- **Task to carry out**
Please copy out the listing below in full and exactly.

- **Material provided**
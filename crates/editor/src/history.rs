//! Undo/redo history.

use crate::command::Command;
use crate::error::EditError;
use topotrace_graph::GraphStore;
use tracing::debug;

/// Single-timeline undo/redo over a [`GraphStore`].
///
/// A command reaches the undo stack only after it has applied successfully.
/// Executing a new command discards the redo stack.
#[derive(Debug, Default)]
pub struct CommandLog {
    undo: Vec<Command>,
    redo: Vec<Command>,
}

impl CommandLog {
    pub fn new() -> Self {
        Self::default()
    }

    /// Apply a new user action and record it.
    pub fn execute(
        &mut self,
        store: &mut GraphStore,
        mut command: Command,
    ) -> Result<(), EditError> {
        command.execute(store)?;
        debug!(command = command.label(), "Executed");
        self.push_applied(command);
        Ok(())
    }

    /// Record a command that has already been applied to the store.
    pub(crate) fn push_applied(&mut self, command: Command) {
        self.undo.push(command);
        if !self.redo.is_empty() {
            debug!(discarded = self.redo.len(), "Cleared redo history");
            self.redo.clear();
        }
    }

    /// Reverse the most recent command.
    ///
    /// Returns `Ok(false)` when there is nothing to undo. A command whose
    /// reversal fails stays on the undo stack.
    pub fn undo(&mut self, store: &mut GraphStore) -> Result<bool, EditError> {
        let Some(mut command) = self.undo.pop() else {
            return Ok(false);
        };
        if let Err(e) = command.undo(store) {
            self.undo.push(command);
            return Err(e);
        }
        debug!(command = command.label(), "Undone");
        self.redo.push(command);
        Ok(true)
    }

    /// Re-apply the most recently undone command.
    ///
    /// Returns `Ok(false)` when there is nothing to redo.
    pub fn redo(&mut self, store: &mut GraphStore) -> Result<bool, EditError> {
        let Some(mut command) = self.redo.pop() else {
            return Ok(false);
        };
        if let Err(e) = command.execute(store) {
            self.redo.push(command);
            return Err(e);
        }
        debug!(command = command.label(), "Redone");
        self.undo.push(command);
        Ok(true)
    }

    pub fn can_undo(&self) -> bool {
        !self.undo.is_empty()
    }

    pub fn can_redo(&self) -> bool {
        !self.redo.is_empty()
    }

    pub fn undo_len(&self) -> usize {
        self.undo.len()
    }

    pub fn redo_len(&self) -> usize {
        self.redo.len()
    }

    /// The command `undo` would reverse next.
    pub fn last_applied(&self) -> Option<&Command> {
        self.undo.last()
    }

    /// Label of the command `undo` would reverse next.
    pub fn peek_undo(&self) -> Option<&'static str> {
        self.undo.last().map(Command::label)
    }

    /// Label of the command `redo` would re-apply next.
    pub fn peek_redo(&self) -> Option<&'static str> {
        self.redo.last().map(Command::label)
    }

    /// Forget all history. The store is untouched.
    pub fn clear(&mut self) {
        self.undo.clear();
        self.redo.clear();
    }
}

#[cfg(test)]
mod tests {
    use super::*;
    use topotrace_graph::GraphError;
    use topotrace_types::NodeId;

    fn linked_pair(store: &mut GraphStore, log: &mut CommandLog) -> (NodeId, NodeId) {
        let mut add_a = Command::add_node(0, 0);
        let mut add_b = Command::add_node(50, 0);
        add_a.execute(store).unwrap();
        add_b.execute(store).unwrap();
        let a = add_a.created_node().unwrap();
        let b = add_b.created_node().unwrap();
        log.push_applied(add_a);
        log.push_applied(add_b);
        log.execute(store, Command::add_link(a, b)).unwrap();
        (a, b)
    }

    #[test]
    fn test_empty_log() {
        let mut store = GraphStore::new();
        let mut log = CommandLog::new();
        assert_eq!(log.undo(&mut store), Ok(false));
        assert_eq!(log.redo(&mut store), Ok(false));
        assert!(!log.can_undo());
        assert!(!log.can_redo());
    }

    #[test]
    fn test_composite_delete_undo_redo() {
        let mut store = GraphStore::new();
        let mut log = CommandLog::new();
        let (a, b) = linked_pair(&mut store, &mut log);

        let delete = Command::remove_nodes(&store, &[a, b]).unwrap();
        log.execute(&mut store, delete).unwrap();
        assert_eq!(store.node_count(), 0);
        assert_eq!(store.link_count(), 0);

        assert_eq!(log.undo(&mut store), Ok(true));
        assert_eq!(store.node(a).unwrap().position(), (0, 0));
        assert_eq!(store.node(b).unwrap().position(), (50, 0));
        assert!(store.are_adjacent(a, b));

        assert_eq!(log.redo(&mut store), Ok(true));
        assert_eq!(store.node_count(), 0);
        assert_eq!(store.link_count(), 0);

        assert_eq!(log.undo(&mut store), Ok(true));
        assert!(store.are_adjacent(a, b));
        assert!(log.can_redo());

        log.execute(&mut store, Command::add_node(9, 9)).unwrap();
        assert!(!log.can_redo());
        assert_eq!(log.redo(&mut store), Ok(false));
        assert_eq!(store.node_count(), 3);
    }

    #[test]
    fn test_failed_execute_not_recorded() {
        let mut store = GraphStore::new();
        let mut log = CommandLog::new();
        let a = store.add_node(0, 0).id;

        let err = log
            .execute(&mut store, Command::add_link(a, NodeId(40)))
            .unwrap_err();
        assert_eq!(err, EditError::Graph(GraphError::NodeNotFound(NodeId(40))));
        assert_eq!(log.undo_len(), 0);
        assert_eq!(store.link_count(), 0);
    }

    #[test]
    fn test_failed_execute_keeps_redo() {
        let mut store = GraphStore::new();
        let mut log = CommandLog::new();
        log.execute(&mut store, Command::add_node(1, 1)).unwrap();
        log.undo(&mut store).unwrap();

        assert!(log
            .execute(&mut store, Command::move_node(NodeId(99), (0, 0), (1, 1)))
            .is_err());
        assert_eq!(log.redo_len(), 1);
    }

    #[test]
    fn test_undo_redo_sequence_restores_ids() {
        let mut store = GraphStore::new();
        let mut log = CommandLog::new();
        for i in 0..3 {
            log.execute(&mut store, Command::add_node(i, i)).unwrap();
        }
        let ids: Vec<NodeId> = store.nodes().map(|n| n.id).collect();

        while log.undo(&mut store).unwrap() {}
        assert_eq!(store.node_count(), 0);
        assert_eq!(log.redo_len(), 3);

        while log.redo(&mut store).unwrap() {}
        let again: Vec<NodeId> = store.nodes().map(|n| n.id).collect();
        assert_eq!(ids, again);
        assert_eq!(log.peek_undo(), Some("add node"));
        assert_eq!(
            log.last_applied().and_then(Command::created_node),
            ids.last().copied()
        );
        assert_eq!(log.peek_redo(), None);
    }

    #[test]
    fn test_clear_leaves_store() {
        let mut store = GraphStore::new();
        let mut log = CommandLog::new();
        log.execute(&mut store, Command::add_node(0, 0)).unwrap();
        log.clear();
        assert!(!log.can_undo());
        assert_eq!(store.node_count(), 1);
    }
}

- **Solution to this exercise**
filename crates/editor/src/history.rs
//! Undo/redo history.

use crate::command::Command;
use crate::error::EditError;
use topotrace_graph::GraphStore;
use tracing::debug;

/// Single-timeline undo/redo over a [`GraphStore`].
///
/// A command reaches the undo stack only after it has applied successfully.
/// Executing a new command discards the redo stack.
#[derive(Debug, Default)]
pub struct CommandLog {
    undo: Vec<Command>,
    redo: Vec<Command>,
}

impl CommandLog {
    pub fn new() -> Self {
        Self::default()
    }

    /// Apply a new user action and record it.
    pub fn execute(
        &mut self,
        store: &mut GraphStore,
        mut command: Command,
    ) -> Result<(), EditError> {
        command.execute(store)?;
        debug!(command = command.label(), "Executed");
        self.push_applied(command);
        Ok(())
    }

    /// Record a command that has already been applied to the store.
    pub(crate) fn push_applied(&mut self, command: Command) {
        self.undo.push(command);
        if !self.redo.is_empty() {
            debug!(discarded = self.redo.len(), "Cleared redo history");
            self.redo.clear();
        }
    }

    /// Reverse the most recent command.
    ///
    /// Returns `Ok(false)` when there is nothing to undo. A command whose
    /// reversal fails stays on the undo stack.
    pub fn undo(&mut self, store: &mut GraphStore) -> Result<bool, EditError> {
        let Some(mut command) = self.undo.pop() else {
            return Ok(false);
        };
        if let Err(e) = command.undo(store) {
            self.undo.push(command);
            return Err(e);
        }
        debug!(command = command.label(), "Undone");
        self.redo.push(command);
        Ok(true)
    }

    /// Re-apply the most recently undone command.
    ///
    /// Returns `Ok(false)` when there is nothing to redo.
    pub fn redo(&mut self, store: &mut GraphStore) -> Result<bool, EditError> {
        let Some(mut command) = self.redo.pop() else {
            return Ok(false);
        };
        if let Err(e) = command.execute(store) {
            self.redo.push(command);
            return Err(e);
        }
        debug!(command = command.label(), "Redone");
        self.undo.push(command);
        Ok(true)
    }

    pub fn can_undo(&self) -> bool {
        !self.undo.is_empty()
    }

    pub fn can_redo(&self) -> bool {
        !self.redo.is_empty()
    }

    pub fn undo_len(&self) -> usize {
        self.undo.len()
    }

    pub fn redo_len(&self) -> usize {
        self.redo.len()
    }

    /// The command `undo` would reverse next.
    pub fn last_applied(&self) -> Option<&Command> {
        self.undo.last()
    }

    /// Label of the command `undo` would reverse next.
    pub fn peek_undo(&self) -> Option<&'static str> {
        self.undo.last().map(Command::label)
    }

    /// Label of the command `redo` would re-apply next.
    pub fn peek_redo(&self) -> Option<&'static str> {
        self.redo.last().map(Command::label)
    }

    /// Forget all history. The store is untouched.
    pub fn clear(&mut self) {
        self.undo.clear();
        self.redo.clear();
    }
}

#[cfg(test)]
mod tests {
    use super::*;
    use topotrace_graph::GraphError;
    use topotrace_types::NodeId;

    fn linked_pair(store: &mut GraphStore, log: &mut CommandLog) -> (NodeId, NodeId) {
        let mut add_a = Command::add_node(0, 0);
        let mut add_b = Command::add_node(50, 0);
        add_a.execute(store).unwrap();
        add_b.execute(store).unwrap();
        let a = add_a.created_node().unwrap();
        let b = add_b.created_node().unwrap();
        log.push_applied(add_a);
        log.push_applied(add_b);
        log.execute(store, Command::add_link(a, b)).unwrap();
        (a, b)
    }

    #[test]
    fn test_empty_log() {
        let mut store = GraphStore::new();
        let mut log = CommandLog::new();
        assert_eq!(log.undo(&mut store), Ok(false));
        assert_eq!(log.redo(&mut store), Ok(false));
        assert!(!log.can_undo());
        assert!(!log.can_redo());
    }

    #[test]
    fn test_composite_delete_undo_redo() {
        let mut store = GraphStore::new();
        let mut log = CommandLog::new();
        let (a, b) = linked_pair(&mut store, &mut log);

        let delete = Command::remove_nodes(&store, &[a, b]).unwrap();
        log.execute(&mut store, delete).unwrap();
        assert_eq!(store.node_count(), 0);
        assert_eq!(store.link_count(), 0);

        assert_eq!(log.undo(&mut store), Ok(true));
        assert_eq!(store.node(a).unwrap().position(), (0, 0));
        assert_eq!(store.node(b).unwrap().position(), (50, 0));
        assert!(store.are_adjacent(a, b));

        assert_eq!(log.redo(&mut store), Ok(true));
        assert_eq!(store.node_count(), 0);
        assert_eq!(store.link_count(), 0);

        assert_eq!(log.undo(&mut store), Ok(true));
        assert!(store.are_adjacent(a, b));
        assert!(log.can_redo());

        log.execute(&mut store, Command::add_node(9, 9)).unwrap();
        assert!(!log.can_redo());
        assert_eq!(log.redo(&mut store), Ok(false));
        assert_eq!(store.node_count(), 3);
    }

    #[test]
    fn test_failed_execute_not_recorded() {
        let mut store = GraphStore::new();
        let mut log = CommandLog::new();
        let a = store.add_node(0, 0).id;

        let err = log
            .execute(&mut store, Command::add_link(a, NodeId(40)))
            .unwrap_err();
        assert_eq!(err, EditError::Graph(GraphError::NodeNotFound(NodeId(40))));
        assert_eq!(log.undo_len(), 0);
        assert_eq!(store.link_count(), 0);
    }

    #[test]
    fn test_failed_execute_keeps_redo() {
        let mut store = GraphStore::new();
        let mut log = CommandLog::new();
        log.execute(&mut store, Command::add_node(1, 1)).unwrap();
        log.undo(&mut store).unwrap();

        assert!(log
            .execute(&mut store, Command::move_node(NodeId(99), (0, 0), (1, 1)))
            .is_err());
        assert_eq!(log.redo_len(), 1);
    }

    #[test]
    fn test_undo_redo_sequence_restores_ids() {
        let mut store = GraphStore::new();
        let mut log = CommandLog::new();
        for i in 0..3 {
            log.execute(&mut store, Command::add_node(i, i)).unwrap();
        }
        let ids: Vec<NodeId> = store.nodes().map(|n| n.id).collect();

        while log.undo(&mut store).unwrap() {}
        assert_eq!(store.node_count(), 0);
        assert_eq!(log.redo_len(), 3);

        while log.redo(&mut store).unwrap() {}
        let again: Vec<NodeId> = store.nodes().map(|n| n.id).collect();
        assert_eq!(ids, again);
        assert_eq!(log.peek_undo(), Some("add node"));
        assert_eq!(
            log.last_applied().and_then(Command::created_node),
            ids.last().copied()
        );
        assert_eq!(log.peek_redo(), None);
    }

    #[test]
    fn test_clear_leaves_store() {
        let mut store = GraphStore::new();
        let mut log = CommandLog::new();
        log.execute(&mut store, Command::add_node(0, 0)).unwrap();
        log.clear();
        assert!(!log.can_undo());
        assert_eq!(store.node_count(), 1);
    }
}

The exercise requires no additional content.